Dr. MacKinnon wanted to redesign her Social Psychology 242 class in a way that restored that natural curiosity in students. The result is The Curiosity Project.

“I could give lectures on social psychology until the cows come home, but I don’t think that’s really going to engage students and make them feel like they own what they’ve learned,” explains Dr. MacKinnon. “With The Curiosity Project, I ask students to select one area of social psychology. Through the semester, though their own research, they become experts in these areas.”

Students write a series of ten learning logs about their project. They begin by writing about why they chose the topic and what they already know about it.

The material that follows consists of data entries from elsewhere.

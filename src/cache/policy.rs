//! Key/TTL Policy Module
//!
//! Maps logical data categories to key prefixes and default time-to-live values.

use std::fmt::{self, Display};
use std::str::FromStr;

use serde::{Deserialize, Serialize};

use crate::error::CacheError;

/// Separator between a key prefix and its identifier parts.
pub const KEY_SEPARATOR: &str = ":";

// == Cache Category ==
/// Semantic category of cached data.
#[derive(Debug, Clone, Copy, PartialEq, Eq, Hash, Serialize, Deserialize)]
#[serde(rename_all = "lowercase")]
pub enum CacheCategory {
    User,
    Product,
    Order,
    Session,
    Api,
    Page,
    Query,
    Static,
}

impl CacheCategory {
    /// Every category, in declaration order.
    pub const ALL: [CacheCategory; 8] = [
        CacheCategory::User,
        CacheCategory::Product,
        CacheCategory::Order,
        CacheCategory::Session,
        CacheCategory::Api,
        CacheCategory::Page,
        CacheCategory::Query,
        CacheCategory::Static,
    ];

    /// Key namespace prefix for this category.
    pub fn prefix(self) -> &'static str {
        match self {
            CacheCategory::User => "user",
            CacheCategory::Product => "product",
            CacheCategory::Order => "order",
            CacheCategory::Session => "session",
            CacheCategory::Api => "api",
            CacheCategory::Page => "page",
            CacheCategory::Query => "query",
            CacheCategory::Static => "static",
        }
    }

    /// Default TTL in seconds for this category.
    pub fn ttl(self) -> u64 {
        match self {
            CacheCategory::User => 3_600,
            CacheCategory::Product => 7_200,
            CacheCategory::Order => 1_800,
            CacheCategory::Session => 86_400,
            CacheCategory::Api => 300,
            CacheCategory::Page => 3_600,
            CacheCategory::Query => 600,
            CacheCategory::Static => 604_800,
        }
    }

    /// Builds a key in this category's namespace. See [`build_key`].
    pub fn key<I>(self, parts: I) -> String
    where
        I: IntoIterator,
        I::Item: Display,
    {
        build_key(self, parts)
    }
}

impl Display for CacheCategory {
    fn fmt(&self, f: &mut fmt::Formatter<'_>) -> fmt::Result {
        f.write_str(self.prefix())
    }
}

impl FromStr for CacheCategory {
    type Err = CacheError;

    fn from_str(s: &str) -> Result<Self, Self::Err> {
        CacheCategory::ALL
            .into_iter()
            .find(|category| category.prefix() == s)
            .ok_or_else(|| CacheError::InvalidRequest(format!("Unknown cache category: {}", s)))
    }
}

// == Key Builder ==
/// Joins the category prefix with `parts`, in call order, using `:`.
///
/// Parts are not escaped or checked for collisions; callers must pass
/// disambiguating parts such as entity ids.
pub fn build_key<I>(category: CacheCategory, parts: I) -> String
where
    I: IntoIterator,
    I::Item: Display,
{
    let mut key = category.prefix().to_string();
    for part in parts {
        key.push_str(KEY_SEPARATOR);
        key.push_str(&part.to_string());
    }
    key
}

/// Default TTL in seconds for `category`.
pub fn ttl_for(category: CacheCategory) -> u64 {
    category.ttl()
}

#[cfg(test)]
mod tests {
    use super::*;

    #[test]
    fn test_build_key_joins_parts_in_order() {
        assert_eq!(build_key(CacheCategory::Product, [42]), "product:42");
        assert_eq!(
            build_key(CacheCategory::Order, ["tenant-7", "2024"]),
            "order:tenant-7:2024"
        );
    }

    #[test]
    fn test_build_key_without_parts() {
        let parts: [&str; 0] = [];
        assert_eq!(build_key(CacheCategory::Static, parts), "static");
    }

    #[test]
    fn test_category_key_helper() {
        assert_eq!(CacheCategory::Session.key(["abc"]), "session:abc");
    }

    #[test]
    fn test_ttl_table() {
        assert_eq!(ttl_for(CacheCategory::User), 3600);
        assert_eq!(ttl_for(CacheCategory::Product), 7200);
        assert_eq!(ttl_for(CacheCategory::Order), 1800);
        assert_eq!(ttl_for(CacheCategory::Session), 86400);
        assert_eq!(ttl_for(CacheCategory::Api), 300);
        assert_eq!(ttl_for(CacheCategory::Page), 3600);
        assert_eq!(ttl_for(CacheCategory::Query), 600);
        assert_eq!(ttl_for(CacheCategory::Static), 604800);
    }

    #[test]
    fn test_from_str_round_trips_every_prefix() {
        for category in CacheCategory::ALL {
            assert_eq!(category.prefix().parse::<CacheCategory>().unwrap(), category);
        }
    }

    #[test]
    fn test_from_str_rejects_unknown_category() {
        let result = "invoice".parse::<CacheCategory>();
        assert!(matches!(result, Err(CacheError::InvalidRequest(_))));
    }
}
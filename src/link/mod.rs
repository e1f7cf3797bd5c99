//! Link handling module for Krawler
//!
//! This module turns raw hrefs into absolute links and decides which of them belong to the
//! crawl target. Everything here is pure string logic driven by a [`LinkMatchConfig`]; it
//! is deliberately not a general URL parser (no percent-decoding, no query or fragment
//! handling, no `.`/`..` resolution).

mod extract;
mod netloc;

use std::collections::HashSet;

// Re-export main functions
pub use extract::{extract_and_classify, extract_hrefs, ExtractedLinks};
pub use netloc::{hostname_of, is_relative_link, netloc_of};

use netloc::path_of;

/// Subdomain assumed when none is configured
pub const DEFAULT_SUBDOMAIN: &str = "www";

/// Scope rules for a single crawl
///
/// Built once per crawl from the target subdomain and host. The expected host elements are
/// the dot-separated labels of the subdomain (or `www` when it is empty) together with the
/// labels of the host.
#[derive(Debug, Clone, PartialEq, Eq)]
pub struct LinkMatchConfig {
    subdomain: String,
    host: String,
    expected_host_elements: HashSet<String>,
}

impl LinkMatchConfig {
    /// Creates the scope rules for `subdomain` and `host`
    ///
    /// # Examples
    ///
    /// ```
    /// use krawler::link::LinkMatchConfig;
    ///
    /// let config = LinkMatchConfig::new("", "example-domain.com");
    /// assert!(config.expected_host_elements().contains("www"));
    /// assert!(config.expected_host_elements().contains("example-domain"));
    /// assert!(config.expected_host_elements().contains("com"));
    /// ```
    pub fn new(subdomain: &str, host: &str) -> Self {
        let subdomain_labels = if subdomain.is_empty() {
            DEFAULT_SUBDOMAIN
        } else {
            subdomain
        };

        let expected_host_elements = subdomain_labels
            .split('.')
            .chain(host.split('.'))
            .map(str::to_string)
            .collect();

        Self {
            subdomain: subdomain.to_string(),
            host: host.to_string(),
            expected_host_elements,
        }
    }

    /// The configured subdomain (may be empty)
    pub fn subdomain(&self) -> &str {
        &self.subdomain
    }

    /// The configured host
    pub fn host(&self) -> &str {
        &self.host
    }

    /// Every label an in-scope hostname may be made of
    pub fn expected_host_elements(&self) -> &HashSet<String> {
        &self.expected_host_elements
    }

    /// Resolves a relative href against the page it was found on
    ///
    /// The result is `<subdomain>.<host>`, followed by the parent's path (minus a trailing
    /// segment that looks like a filename), followed by the relative link. The parent's
    /// scheme is not carried over, and `.`/`..` segments are kept literally.
    ///
    /// # Arguments
    ///
    /// * `parent_link` - The link of the page the href was found on
    /// * `relative_link` - The href, already known to be relative
    ///
    /// # Examples
    ///
    /// ```
    /// use krawler::link::LinkMatchConfig;
    ///
    /// let config = LinkMatchConfig::new("www", "example-domain.com");
    /// assert_eq!(
    ///     config.resolve_relative("example-domain.com/existing/path", "relative/path"),
    ///     "www.example-domain.com/existing/path/relative/path"
    /// );
    /// assert_eq!(
    ///     config.resolve_relative("example-domain.com/existing/index.html", "/about"),
    ///     "www.example-domain.com/existing/about"
    /// );
    /// ```
    pub fn resolve_relative(&self, parent_link: &str, relative_link: &str) -> String {
        let prefix = if self.subdomain.is_empty() {
            DEFAULT_SUBDOMAIN
        } else {
            &self.subdomain
        };

        let mut resolved = format!("{}.{}", prefix, self.host);

        if let Some(parent_path) = path_of(parent_link) {
            let parent_path = directory_of(parent_path).trim_end_matches('/');
            if !parent_path.is_empty() {
                resolved.push('/');
                resolved.push_str(parent_path);
            }
        }

        if !relative_link.starts_with('/') {
            resolved.push('/');
        }
        resolved.push_str(relative_link);

        resolved
    }

    /// Checks whether an absolute link belongs to the crawl target
    ///
    /// A link is in scope when its hostname contains the host, contains the subdomain
    /// (unless that is empty or `www`), and is made only of expected host elements.
    ///
    /// Host matching is by substring, so a hostname that merely contains the target host
    /// can slip through, and repeated subdomain labels are not detected.
    ///
    /// # Examples
    ///
    /// ```
    /// use krawler::link::LinkMatchConfig;
    ///
    /// let config = LinkMatchConfig::new("", "example-domain.com");
    /// assert!(config.is_in_scope("www.example-domain.com/x"));
    /// assert!(!config.is_in_scope("other.example-domain.com"));
    /// assert!(!config.is_in_scope("thirdparty.com"));
    /// ```
    pub fn is_in_scope(&self, absolute_link: &str) -> bool {
        let hostname = hostname_of(absolute_link);

        // third-party host
        if !hostname.contains(self.host.as_str()) {
            return false;
        }

        // specified subdomain is absent
        if !self.subdomain.is_empty()
            && self.subdomain != DEFAULT_SUBDOMAIN
            && !hostname.contains(self.subdomain.as_str())
        {
            return false;
        }

        // unexpected label present
        hostname
            .split('.')
            .all(|label| self.expected_host_elements.contains(label))
    }
}

/// Drops a trailing path segment that looks like a filename
fn directory_of(path: &str) -> &str {
    match path.rsplit_once('/') {
        Some((directory, last)) if last.contains('.') => directory,
        None if path.contains('.') => "",
        _ => path,
    }
}
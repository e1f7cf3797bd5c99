//! Output module for persisting and summarising crawl results
//!
//! This module handles:
//! - Writing the link map of a finished run as a JSON file
//! - Computing and displaying crawl statistics

mod json;
pub mod stats;
mod traits;

pub use json::{output_file_name, JsonFileOutput};
pub use stats::{print_statistics, CrawlStatistics};
pub use traits::{OutputError, OutputHandler, OutputResult};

“They build their knowledge as the semester progresses,” says Dr. MacKinnon. “The learning logs don’t have a word count attached to it, but the students are so excited by what they’re learning, they often write many essays worth of text. They’re so excited about learning that it doesn’t seem like work.”

Sarah MacLeod was a paid TA in the pilot year of The Curiosity Project, but came back as a volunteer TA in this, the second offering of this innovative class.

“Many students are quite nervous, and frankly scared, when they first learn about The Curiosity Project,” says MacLeod. “They remain a bit apprehensive for the first few weeks, but slowly begin to find a groove. Some students begin with a narrow view or opinion about their topic. It’s extremely fascinating to watch these opinions change or at least broaden as the semester goes on.”

MacLeod came back as a volunteer TA because she believes learning can be enjoyable. She also enjoys the fact that students are giving each other useful and constructive feedback through online forums and weekly discussions.

"Many students have said that they have learned and retained more with The Curiosity Project than most other courses that they have taken at a university level," says MacLeod, "Even though the course load is quite large, many also enjoyed the process and were happy to do the work."